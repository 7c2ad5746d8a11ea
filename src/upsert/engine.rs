/// Upsert orchestration
///
/// Lists existing workflows, matches by name and dispatches to exactly one create
/// or update. The service's answers are trusted as authoritative: no polling, no
/// retries, no second look.

use crate::error::Result;
use crate::registry::WorkflowRegistry;
use crate::upsert::lookup::find_by_name;
use crate::workflow::{RemoteWorkflowRecord, WorkflowDefinition};
use std::fmt;

/// Which branch the upsert took, with the record the service returned
#[derive(Debug, Clone, PartialEq)]
pub enum UpsertOutcome {
    Created(RemoteWorkflowRecord),
    Updated(RemoteWorkflowRecord),
}

impl UpsertOutcome {
    pub fn record(&self) -> &RemoteWorkflowRecord {
        match self {
            UpsertOutcome::Created(record) | UpsertOutcome::Updated(record) => record,
        }
    }

    pub fn into_record(self) -> RemoteWorkflowRecord {
        match self {
            UpsertOutcome::Created(record) | UpsertOutcome::Updated(record) => record,
        }
    }

    pub fn is_created(&self) -> bool {
        matches!(self, UpsertOutcome::Created(_))
    }
}

impl fmt::Display for UpsertOutcome {
    fn fmt(&self, f: &mut fmt::Formatter<'_>) -> fmt::Result {
        match self {
            UpsertOutcome::Created(record) => {
                write!(f, "Created workflow \"{}\" (id={})", record.name, record.id)
            }
            UpsertOutcome::Updated(record) => {
                write!(f, "Updated existing workflow \"{}\" (id={})", record.name, record.id)
            }
        }
    }
}

/// Create-or-update driver over any registry implementation
#[derive(Debug)]
pub struct UpsertOrchestrator<R> {
    registry: R,
}

impl<R: WorkflowRegistry> UpsertOrchestrator<R> {
    pub fn new(registry: R) -> Self {
        Self { registry }
    }

    pub fn registry(&self) -> &R {
        &self.registry
    }

    /// Ensure the registry holds `definition` under its name.
    ///
    /// Invalid definitions are rejected before any call. A failed `list` aborts
    /// without attempting a write; otherwise exactly one `update` (first name
    /// match) or one `create` follows.
    pub async fn upsert(&self, definition: &WorkflowDefinition) -> Result<UpsertOutcome> {
        definition.validate()?;

        tracing::info!("🔍 Looking up workflow '{}'", definition.name);
        let existing = self.registry.list().await?;
        tracing::debug!("📋 Registry returned {} workflows", existing.len());

        match find_by_name(&existing, &definition.name) {
            Some(found) => {
                if found.matches_definition(definition) {
                    tracing::debug!("Remote workflow {} already matches the desired graph", found.id);
                }

                tracing::info!("♻️ Updating workflow '{}' (id={})", definition.name, found.id);
                let record = self.registry.update(&found.id, definition).await?;
                if record.id != found.id {
                    tracing::warn!(
                        "⚠️ Update of {} returned a different id: {}",
                        found.id,
                        record.id
                    );
                }

                Ok(UpsertOutcome::Updated(record))
            }
            None => {
                tracing::info!("➕ Creating workflow '{}'", definition.name);
                let record = self.registry.create(definition).await?;

                Ok(UpsertOutcome::Created(record))
            }
        }
    }
}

**TASK DETAILS:**
Please make an exact copy of each record.

**SOLUTION TO THIS TASK:**
repository 7c2ad5746d8a11ea
filename src/upsert/engine.rs
/// Upsert orchestration
///
/// Lists existing workflows, matches by name and dispatches to exactly one create
/// or update. The service's answers are trusted as authoritative: no polling, no
/// retries, no second look.

use crate::error::Result;
use crate::registry::WorkflowRegistry;
use crate::upsert::lookup::find_by_name;
use crate::workflow::{RemoteWorkflowRecord, WorkflowDefinition};
use std::fmt;

/// Which branch the upsert took, with the record the service returned
#[derive(Debug, Clone, PartialEq)]
pub enum UpsertOutcome {
    Created(RemoteWorkflowRecord),
    Updated(RemoteWorkflowRecord),
}

impl UpsertOutcome {
    pub fn record(&self) -> &RemoteWorkflowRecord {
        match self {
            UpsertOutcome::Created(record) | UpsertOutcome::Updated(record) => record,
        }
    }

    pub fn into_record(self) -> RemoteWorkflowRecord {
        match self {
            UpsertOutcome::Created(record) | UpsertOutcome::Updated(record) => record,
        }
    }

    pub fn is_created(&self) -> bool {
        matches!(self, UpsertOutcome::Created(_))
    }
}

impl fmt::Display for UpsertOutcome {
    fn fmt(&self, f: &mut fmt::Formatter<'_>) -> fmt::Result {
        match self {
            UpsertOutcome::Created(record) => {
                write!(f, "Created workflow \"{}\" (id={})", record.name, record.id)
            }
            UpsertOutcome::Updated(record) => {
                write!(f, "Updated existing workflow \"{}\" (id={})", record.name, record.id)
            }
        }
    }
}

/// Create-or-update driver over any registry implementation
#[derive(Debug)]
pub struct UpsertOrchestrator<R> {
    registry: R,
}

impl<R: WorkflowRegistry> UpsertOrchestrator<R> {
    pub fn new(registry: R) -> Self {
        Self { registry }
    }

    pub fn registry(&self) -> &R {
        &self.registry
    }

    /// Ensure the registry holds `definition` under its name.
    ///
    /// Invalid definitions are rejected before any call. A failed `list` aborts
    /// without attempting a write; otherwise exactly one `update` (first name
    /// match) or one `create` follows.
    pub async fn upsert(&self, definition: &WorkflowDefinition) -> Result<UpsertOutcome> {
        definition.validate()?;

        tracing::info!("🔍 Looking up workflow '{}'", definition.name);
        let existing = self.registry.list().await?;
        tracing::debug!("📋 Registry returned {} workflows", existing.len());

        match find_by_name(&existing, &definition.name) {
            Some(found) => {
                if found.matches_definition(definition) {
                    tracing::debug!("Remote workflow {} already matches the desired graph", found.id);
                }

                tracing::info!("♻️ Updating workflow '{}' (id={})", definition.name, found.id);
                let record = self.registry.update(&found.id, definition).await?;
                if record.id != found.id {
                    tracing::warn!(
                        "⚠️ Update of {} returned a different id: {}",
                        found.id,
                        record.id
                    );
                }

                Ok(UpsertOutcome::Updated(record))
            }
            None => {
                tracing::info!("➕ Creating workflow '{}'", definition.name);
                let record = self.registry.create(definition).await?;

                Ok(UpsertOutcome::Created(record))
            }
        }
    }
}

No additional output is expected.